* [Task statement] Once the line with "pub mod payload;" is found in the entries below, print it and each following line exactly, stopping after the line with "persists across cycles."; print nothing else.

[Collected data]
◇ ◇ ◇ ◇ ◇

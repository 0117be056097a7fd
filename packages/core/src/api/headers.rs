//! Conditional-GET support for history responses.

use std::collections::hash_map::DefaultHasher;
use std::hash::{Hash, Hasher};

use axum::{
    body::Body,
    http::{header, HeaderMap, HeaderValue, StatusCode},
    response::Response,
};
use chrono::{DateTime, Utc};

/// `Cache-Control` parameters for one family of responses.
#[derive(Debug, Clone, Copy)]
pub struct CachePolicy {
    pub max_age: u32,
    pub stale_while_revalidate: u32,
}

impl CachePolicy {
    pub const fn new(max_age: u32, stale_while_revalidate: u32) -> Self {
        Self {
            max_age,
            stale_while_revalidate,
        }
    }

    pub fn header_value(&self) -> HeaderValue {
        let raw = format!(
            "max-age={}, stale-while-revalidate={}",
            self.max_age, self.stale_while_revalidate
        );
        HeaderValue::from_str(&raw).unwrap_or_else(|_| HeaderValue::from_static("no-cache"))
    }

    /// Serialized JSON with `ETag`, `Last-Modified` and `Cache-Control`,
    /// or an empty 304 when `If-None-Match` already names this body.
    pub fn respond(&self, request_headers: &HeaderMap, body: Vec<u8>, modified: DateTime<Utc>) -> Response {
        let etag = etag(&body);
        let builder = Response::builder()
            .header(header::CACHE_CONTROL, self.header_value())
            .header(header::ETAG, &etag)
            .header(header::LAST_MODIFIED, http_date(modified));

        let built = if client_has(request_headers, &etag) {
            builder.status(StatusCode::NOT_MODIFIED).body(Body::empty())
        } else {
            builder
                .status(StatusCode::OK)
                .header(header::CONTENT_TYPE, "application/json")
                .body(Body::from(body))
        };

        built.unwrap_or_else(|err| {
            tracing::error!("Failed to build cached response: {}", err);
            let mut fallback = Response::new(Body::empty());
            *fallback.status_mut() = StatusCode::INTERNAL_SERVER_ERROR;
            fallback
        })
    }
}

/// Quoted hash of the response bytes. Stable for identical bodies within
/// one process.
pub fn etag(body: &[u8]) -> String {
    let mut hasher = DefaultHasher::new();
    body.hash(&mut hasher);
    format!("\"{:x}\"", hasher.finish())
}

/// RFC 7231 HTTP-date.
pub fn http_date(timestamp: DateTime<Utc>) -> HeaderValue {
    HeaderValue::from_str(&timestamp.format("%a, %d %b %Y %H:%M:%S GMT").to_string())
        .unwrap_or_else(|_| HeaderValue::from_static("Thu, 01 Jan 1970 00:00:00 GMT"))
}

/// `If-None-Match` lists `*` or `etag`.
pub fn client_has(headers: &HeaderMap, etag: &str) -> bool {
    let Some(raw) = headers
        .get(header::IF_NONE_MATCH)
        .and_then(|value| value.to_str().ok())
    else {
        return false;
    };
    raw.split(',').map(str::trim).any(|tag| tag == "*" || tag == etag)
}
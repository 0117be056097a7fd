//! Fee calculator: raw `eth_feeHistory` data → `GasSample`.
//!
//! Pure transformation with no I/O and no shared state. Every malformed
//! payload surfaces as [`FeeError::MalformedResponse`] so the poller can
//! rotate to another endpoint.

use chrono::{DateTime, Utc};
use serde::{Deserialize, Serialize};

use crate::config::NetworkConfig;
use crate::fees::{
    error::FeeError,
    types::{GasSample, Percentile, PercentileFees},
};

/// The `result` object of `eth_feeHistory`.
#[derive(Debug, Clone, PartialEq, Serialize, Deserialize)]
#[serde(rename_all = "camelCase")]
pub struct RawFeeHistory {
    pub oldest_block: String,
    #[serde(default)]
    pub base_fee_per_gas: Vec<String>,
    #[serde(default)]
    pub gas_used_ratio: Vec<f64>,
    #[serde(default)]
    pub reward: Option<Vec<Vec<String>>>,
}

/// Everything one successful poll attempt fetched from an endpoint.
#[derive(Debug, Clone, PartialEq)]
pub struct RawFeeReading {
    pub fee_history: RawFeeHistory,
    /// Hex quantity returned by `eth_blockNumber`.
    pub block_number: String,
    /// L1 base fee (wei) read from the rollup's oracle, if available.
    pub l1_base_fee: Option<u64>,
}

#[derive(Debug, Clone, Copy)]
pub struct FeeCalculator {
    smoothing_window: usize,
}

impl Default for FeeCalculator {
    fn default() -> Self {
        Self::new(5)
    }
}

impl FeeCalculator {
    /// `smoothing_window` is the number of most recent base fees whose
    /// median becomes the sample's base fee.
    pub fn new(smoothing_window: usize) -> Self {
        Self {
            smoothing_window: smoothing_window.max(1),
        }
    }

    pub fn compute(
        &self,
        network: &NetworkConfig,
        reading: &RawFeeReading,
        timestamp: DateTime<Utc>,
    ) -> Result<GasSample, FeeError> {
        let history = &reading.fee_history;
        let oldest_block = parse_quantity("oldestBlock", &history.oldest_block)?;
        let head_block = parse_quantity("blockNumber", &reading.block_number)?;

        let rewards = history
            .reward
            .as_ref()
            .filter(|rows| !rows.is_empty())
            .ok_or_else(|| FeeError::malformed("fee history has no reward percentiles"))?;

        let block_count = if history.gas_used_ratio.is_empty() {
            rewards.len()
        } else {
            history.gas_used_ratio.len()
        };
        if rewards.len() != block_count {
            return Err(FeeError::malformed(format!(
                "reward rows ({}) do not match block count ({})",
                rewards.len(),
                block_count
            )));
        }

        let newest_block = oldest_block
            .checked_add(block_count as u64 - 1)
            .ok_or_else(|| FeeError::malformed("block range overflows"))?;
        if newest_block > head_block {
            return Err(FeeError::malformed(format!(
                "fee history ends at block {} beyond head block {}",
                newest_block, head_block
            )));
        }

        let base_fee = self.base_fee(network, &history.base_fee_per_gas)?;

        let last_rewards = &rewards[rewards.len() - 1];
        if last_rewards.len() != Percentile::ALL.len() {
            return Err(FeeError::malformed(format!(
                "expected {} reward percentiles, got {}",
                Percentile::ALL.len(),
                last_rewards.len()
            )));
        }
        let mut priority_fees = PercentileFees::default();
        for (percentile, raw) in Percentile::ALL.iter().zip(last_rewards) {
            priority_fees.set(*percentile, parse_quantity("reward", raw)?);
        }

        let l1_surcharge = network.rollup.as_ref().map(|rollup| {
            let l1_base_fee = reading.l1_base_fee.unwrap_or(rollup.fallback_l1_base_fee);
            rollup.surcharge_per_gas(l1_base_fee)
        });

        let total_fees = PercentileFees::from_fn(|percentile| {
            base_fee
                .saturating_add(priority_fees.get(percentile))
                .saturating_add(l1_surcharge.unwrap_or(0))
        });

        Ok(GasSample {
            network: network.key.clone(),
            timestamp,
            block_number: head_block,
            base_fee,
            priority_fees,
            total_fees,
            l1_surcharge,
        })
    }

    fn base_fee(&self, network: &NetworkConfig, raw: &[String]) -> Result<u64, FeeError> {
        if raw.is_empty() {
            if network.supports_eip1559 {
                return Err(FeeError::malformed("fee history has no baseFeePerGas"));
            }
            return Ok(0);
        }
        let skip = raw.len().saturating_sub(self.smoothing_window);
        let mut recent = raw[skip..]
            .iter()
            .map(|value| parse_quantity("baseFeePerGas", value))
            .collect::<Result<Vec<_>, _>>()?;
        Ok(median(&mut recent))
    }
}

/// Integer median; an even count averages the middle pair, rounding down.
fn median(values: &mut [u64]) -> u64 {
    values.sort_unstable();
    let mid = values.len() / 2;
    if values.len() % 2 == 1 {
        values[mid]
    } else {
        let (low, high) = (values[mid - 1] as u128, values[mid] as u128);
        ((low + high) / 2) as u64
    }
}

/// Parse a JSON-RPC hex quantity (`"0x1a"`).
pub fn parse_quantity(field: &str, raw: &str) -> Result<u64, FeeError> {
    let digits = raw
        .strip_prefix("0x")
        .or_else(|| raw.strip_prefix("0X"))
        .ok_or_else(|| FeeError::malformed(format!("{} '{}' is not a hex quantity", field, raw)))?;
    if digits.is_empty() {
        return Err(FeeError::malformed(format!("{} is an empty quantity", field)));
    }
    u64::from_str_radix(digits, 16)
        .map_err(|e| FeeError::malformed(format!("{} '{}': {}", field, raw, e)))
}

#[cfg(test)]
mod tests {
    use super::*;
    use crate::config::builtin_networks;
    use proptest::prelude::*;
    use std::time::Duration;

    fn network(key: &str) -> NetworkConfig {
        builtin_networks(Duration::from_secs(12))
            .into_iter()
            .find(|n| n.key == key)
            .unwrap()
    }

    fn hex(value: u64) -> String {
        format!("{:#x}", value)
    }

    fn reading(base_fees: &[u64], last_rewards: [u64; 5], head: u64) -> RawFeeReading {
        let blocks = base_fees.len() - 1;
        let rewards: Vec<Vec<String>> = (0..blocks)
            .map(|_| last_rewards.iter().map(|r| hex(*r)).collect())
            .collect();
        RawFeeReading {
            fee_history: RawFeeHistory {
                oldest_block: hex(head + 1 - blocks as u64),
                base_fee_per_gas: base_fees.iter().map(|b| hex(*b)).collect(),
                gas_used_ratio: vec![0.5; blocks],
                reward: Some(rewards),
            },
            block_number: hex(head),
            l1_base_fee: None,
        }
    }

    #[test]
    fn base_fee_is_median_of_recent_window() {
        let calc = FeeCalculator::new(5);
        let raw = reading(&[1, 100, 40, 10, 30, 20, 50], [1, 2, 3, 4, 5], 1_000);
        let sample = calc.compute(&network("ethereum"), &raw, Utc::now()).unwrap();
        // last five: 40, 10, 30, 20, 50
        assert_eq!(sample.base_fee, 30);
    }

    #[test]
    fn even_window_averages_middle_pair() {
        let calc = FeeCalculator::new(4);
        let raw = reading(&[10, 20, 31, 40], [0; 5], 50);
        let sample = calc.compute(&network("ethereum"), &raw, Utc::now()).unwrap();
        assert_eq!(sample.base_fee, 25);
    }

    #[test]
    fn totals_are_base_plus_priority_on_l1() {
        let raw = reading(&[20_000_000_000; 6], [1, 2, 3, 4, 5], 19_000_000);
        let sample = FeeCalculator::default()
            .compute(&network("ethereum"), &raw, Utc::now())
            .unwrap();
        assert_eq!(sample.priority_fees.p75, 4);
        assert_eq!(sample.total_fees.p75, 20_000_000_004);
        assert_eq!(sample.l1_surcharge, None);
        assert_eq!(sample.block_number, 19_000_000);
        assert_eq!(sample.network, "ethereum");
    }

    #[test]
    fn rollup_totals_include_surcharge_from_oracle() {
        let arb = network("arbitrum");
        let mut raw = reading(&[10_000_000; 4], [0, 0, 1_000, 0, 0], 500);
        raw.l1_base_fee = Some(30_000_000_000);
        let sample = FeeCalculator::default().compute(&arb, &raw, Utc::now()).unwrap();

        let expected = arb.rollup.as_ref().unwrap().surcharge_per_gas(30_000_000_000);
        assert_eq!(sample.l1_surcharge, Some(expected));
        assert_eq!(sample.total_fees.p50, 10_000_000 + 1_000 + expected);
        assert_eq!(sample.base_fee, 10_000_000);
    }

    #[test]
    fn rollup_without_oracle_reading_uses_fallback() {
        let base = network("base");
        let raw = reading(&[1_000_000; 3], [0; 5], 10);
        let sample = FeeCalculator::default().compute(&base, &raw, Utc::now()).unwrap();
        let rollup = base.rollup.as_ref().unwrap();
        assert_eq!(
            sample.l1_surcharge,
            Some(rollup.surcharge_per_gas(rollup.fallback_l1_base_fee))
        );
    }

    #[test]
    fn missing_rewards_is_malformed() {
        let mut raw = reading(&[1, 2, 3], [0; 5], 10);
        raw.fee_history.reward = None;
        let err = FeeCalculator::default()
            .compute(&network("ethereum"), &raw, Utc::now())
            .unwrap_err();
        assert!(matches!(err, FeeError::MalformedResponse { .. }));
    }

    #[test]
    fn history_beyond_head_block_is_malformed() {
        let mut raw = reading(&[1, 2, 3], [0; 5], 100);
        raw.block_number = hex(90);
        let err = FeeCalculator::default()
            .compute(&network("ethereum"), &raw, Utc::now())
            .unwrap_err();
        assert!(err.to_string().contains("beyond head block"));
    }

    #[test]
    fn short_reward_row_is_malformed() {
        let mut raw = reading(&[1, 2, 3], [0; 5], 100);
        raw.fee_history.reward = Some(vec![vec!["0x1".into()], vec!["0x1".into()]]);
        assert!(FeeCalculator::default()
            .compute(&network("ethereum"), &raw, Utc::now())
            .is_err());
    }

    #[test]
    fn missing_base_fees_only_tolerated_without_eip1559() {
        let mut raw = reading(&[1, 2, 3], [7; 5], 100);
        raw.fee_history.base_fee_per_gas.clear();

        let mut legacy = network("polygon");
        legacy.supports_eip1559 = false;
        let sample = FeeCalculator::default().compute(&legacy, &raw, Utc::now()).unwrap();
        assert_eq!(sample.base_fee, 0);
        assert_eq!(sample.total_fees.p10, 7);

        assert!(FeeCalculator::default()
            .compute(&network("polygon"), &raw, Utc::now())
            .is_err());
    }

    #[test]
    fn parse_quantity_rejects_non_hex() {
        assert_eq!(parse_quantity("x", "0x1a"), Ok(26));
        assert!(parse_quantity("x", "26").is_err());
        assert!(parse_quantity("x", "0x").is_err());
        assert!(parse_quantity("x", "0xzz").is_err());
    }

    #[test]
    fn raw_fee_history_deserializes_rpc_shape() {
        let json = serde_json::json!({
            "oldestBlock": "0x10",
            "baseFeePerGas": ["0x1", "0x2"],
            "gasUsedRatio": [0.4],
            "reward": [["0x1", "0x2", "0x3", "0x4", "0x5"]]
        });
        let history: RawFeeHistory = serde_json::from_value(json).unwrap();
        assert_eq!(history.oldest_block, "0x10");
        assert_eq!(history.reward.unwrap()[0].len(), 5);
    }

    proptest! {
        #![proptest_config(ProptestConfig::with_cases(100))]

        #[test]
        fn prop_l1_total_is_base_plus_priority(
            base_fees in prop::collection::vec(0u64..500_000_000_000u64, 2..20),
            rewards in prop::array::uniform5(0u64..50_000_000_000u64),
        ) {
            let raw = reading(&base_fees, rewards, 1_000_000);
            let sample = FeeCalculator::default()
                .compute(&network("ethereum"), &raw, Utc::now())
                .unwrap();
            for percentile in Percentile::ALL {
                prop_assert_eq!(
                    sample.total_fees.get(percentile),
                    sample.base_fee + sample.priority_fees.get(percentile)
                );
            }
        }

        #[test]
        fn prop_rollup_total_adds_non_negative_surcharge(
            base_fees in prop::collection::vec(0u64..1_000_000_000u64, 2..20),
            rewards in prop::array::uniform5(0u64..1_000_000_000u64),
            l1_base_fee in 0u64..500_000_000_000u64,
            key in prop::sample::select(vec!["arbitrum", "optimism", "base"]),
        ) {
            let mut raw = reading(&base_fees, rewards, 1_000_000);
            raw.l1_base_fee = Some(l1_base_fee);
            let sample = FeeCalculator::default()
                .compute(&network(key), &raw, Utc::now())
                .unwrap();
            let surcharge = sample.l1_surcharge.unwrap();
            for percentile in Percentile::ALL {
                prop_assert_eq!(
                    sample.total_fees.get(percentile),
                    sample.base_fee + sample.priority_fees.get(percentile) + surcharge
                );
            }
        }
    }
}
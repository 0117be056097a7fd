pub mod engine;
pub mod notifier;
pub mod payload;
pub mod webhook;

pub use engine::{AlertEngine, Decision};
pub use notifier::{spawn_dispatcher, AlertNotifier, LogNotifier, NotifyError};
pub use payload::AlertPayload;
pub use webhook::WebhookNotifier;
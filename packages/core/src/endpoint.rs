//! Per-network RPC endpoint pool.
//!
//! Endpoints are tried in configured order. A failure bumps the endpoint's
//! consecutive-failure counter and moves the active pointer to the next
//! endpoint (wrapping around); a success resets the counter. Endpoints are
//! never removed, so a recovered endpoint rejoins as soon as the rotation
//! reaches it again. The pointer persists across cycles.

use chrono::{DateTime, Utc};
use serde::Serialize;

use crate::config::ConfigError;

/// One upstream endpoint and its health counters.
#[derive(Debug, Clone, Serialize)]
pub struct Endpoint {
    /// Position in the configured order; used in logs and metric labels
    /// instead of the URL, which may embed an API key.
    pub index: usize,
    #[serde(skip)]
    pub url: String,
    pub consecutive_failures: u32,
    pub last_success: Option<DateTime<Utc>>,
}

#[derive(Debug)]
pub struct EndpointPool {
    endpoints: Vec<Endpoint>,
    active: usize,
    failed_this_cycle: Vec<bool>,
}

impl EndpointPool {
    pub fn new(network: &str, urls: &[String]) -> Result<Self, ConfigError> {
        if urls.is_empty() {
            return Err(ConfigError::NoEndpoints(network.to_string()));
        }
        let endpoints = urls
            .iter()
            .enumerate()
            .map(|(index, url)| Endpoint {
                index,
                url: url.clone(),
                consecutive_failures: 0,
                last_success: None,
            })
            .collect::<Vec<_>>();
        let failed_this_cycle = vec![false; endpoints.len()];
        Ok(Self {
            endpoints,
            active: 0,
            failed_this_cycle,
        })
    }

    /// The endpoint the next request should go to.
    pub fn current(&self) -> &Endpoint {
        &self.endpoints[self.active]
    }

    /// Start a new poll: forget which endpoints failed during the last one.
    pub fn begin_cycle(&mut self) {
        self.failed_this_cycle.iter_mut().for_each(|failed| *failed = false);
    }

    pub fn report_failure(&mut self, index: usize) {
        let Some(endpoint) = self.endpoints.get_mut(index) else {
            return;
        };
        endpoint.consecutive_failures = endpoint.consecutive_failures.saturating_add(1);
        self.failed_this_cycle[index] = true;
        if index == self.active {
            self.active = (self.active + 1) % self.endpoints.len();
        }
    }

    pub fn report_success(&mut self, index: usize, at: DateTime<Utc>) {
        if let Some(endpoint) = self.endpoints.get_mut(index) {
            endpoint.consecutive_failures = 0;
            endpoint.last_success = Some(at);
        }
    }

    /// True once every endpoint has failed since `begin_cycle`.
    pub fn is_exhausted(&self) -> bool {
        self.failed_this_cycle.iter().all(|failed| *failed)
    }

    pub fn endpoints(&self) -> &[Endpoint] {
        &self.endpoints
    }

    pub fn len(&self) -> usize {
        self.endpoints.len()
    }

    pub fn is_empty(&self) -> bool {
        self.endpoints.is_empty()
    }
}
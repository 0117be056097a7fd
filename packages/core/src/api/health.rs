use axum::{
    extract::State,
    http::{header, HeaderValue, StatusCode},
    response::{IntoResponse, Response},
    Json,
};
use serde_json::json;

use crate::scheduler::{MonitorView, OrchestratorState};

/// 200 while the orchestrator is running, 503 otherwise.
pub async fn health(State(view): State<MonitorView>) -> Response {
    let state = view.state();
    let status = if state == OrchestratorState::Running {
        StatusCode::OK
    } else {
        StatusCode::SERVICE_UNAVAILABLE
    };

    let mut response = (
        status,
        Json(json!({
            "status": if status == StatusCode::OK { "ok" } else { "unavailable" },
            "state": state,
            "networks": view.networks.len(),
        })),
    )
        .into_response();
    response
        .headers_mut()
        .insert(header::CACHE_CONTROL, HeaderValue::from_static("no-store"));
    response
}

/// Prometheus text exposition.
pub async fn metrics(State(view): State<MonitorView>) -> Response {
    match view.metrics.render() {
        Ok(body) => (
            StatusCode::OK,
            [(header::CONTENT_TYPE, "text/plain; version=0.0.4")],
            body,
        )
            .into_response(),
        Err(err) => {
            tracing::error!("Failed to render metrics: {}", err);
            (StatusCode::INTERNAL_SERVER_ERROR, "error").into_response()
        }
    }
}
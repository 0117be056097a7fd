use std::net::SocketAddr;
use std::path::PathBuf;
use std::time::Duration;

use clap::Parser;

use crate::config::{Config, ConfigError};

/// EVM gas monitor CLI arguments.
///
/// Every flag overrides the matching environment variable.
#[derive(Debug, Parser)]
#[command(
    name = "evm-gas-monitor",
    version,
    about = "Multi-network EVM gas fee monitor with threshold alerts"
)]
pub struct Cli {
    /// Comma-separated networks to monitor (e.g. ethereum,base)
    #[arg(long, value_delimiter = ',')]
    pub networks: Option<Vec<String>>,

    /// Poll interval in seconds, applied to every network
    #[arg(long)]
    pub poll_interval: Option<u64>,

    /// Where the history snapshot is written
    #[arg(long)]
    pub snapshot_path: Option<PathBuf>,

    /// Serve the read-only API on this address (e.g. 127.0.0.1:8080)
    #[arg(long)]
    pub api_bind: Option<SocketAddr>,

    /// Validate configuration, print a summary and exit
    #[arg(long)]
    pub check_config: bool,
}

impl Cli {
    /// Apply flag overrides on top of an environment-derived config, then
    /// re-validate.
    pub fn apply(&self, config: &mut Config) -> Result<(), ConfigError> {
        if let Some(networks) = &self.networks {
            let keys: Vec<String> = networks
                .iter()
                .map(|key| key.trim().to_ascii_lowercase())
                .filter(|key| !key.is_empty())
                .collect();
            config.retain_networks(&keys)?;
        }
        if let Some(secs) = self.poll_interval {
            let interval = Duration::from_secs(secs);
            config.monitor.check_interval = interval;
            for network in config.networks.values_mut() {
                network.poll_interval = interval;
            }
        }
        if let Some(path) = &self.snapshot_path {
            config.persistence.path = path.clone();
        }
        if let Some(addr) = self.api_bind {
            config.api_bind = Some(addr);
        }
        config.validate()
    }
}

◇ ◇ ◇ ◇ ◇

* [The completed task]
pub mod payload;
pub mod webhook;

pub use engine::{AlertEngine, Decision};
pub use notifier::{spawn_dispatcher, AlertNotifier, LogNotifier, NotifyError};
pub use payload::AlertPayload;
pub use webhook::WebhookNotifier;
filename packages/core/src/endpoint.rs
//! Per-network RPC endpoint pool.
//!
//! Endpoints are tried in configured order. A failure bumps the endpoint's
//! consecutive-failure counter and moves the active pointer to the next
//! endpoint (wrapping around); a success resets the counter. Endpoints are
//! never removed, so a recovered endpoint rejoins as soon as the rotation
//! reaches it again. The pointer persists across cycles.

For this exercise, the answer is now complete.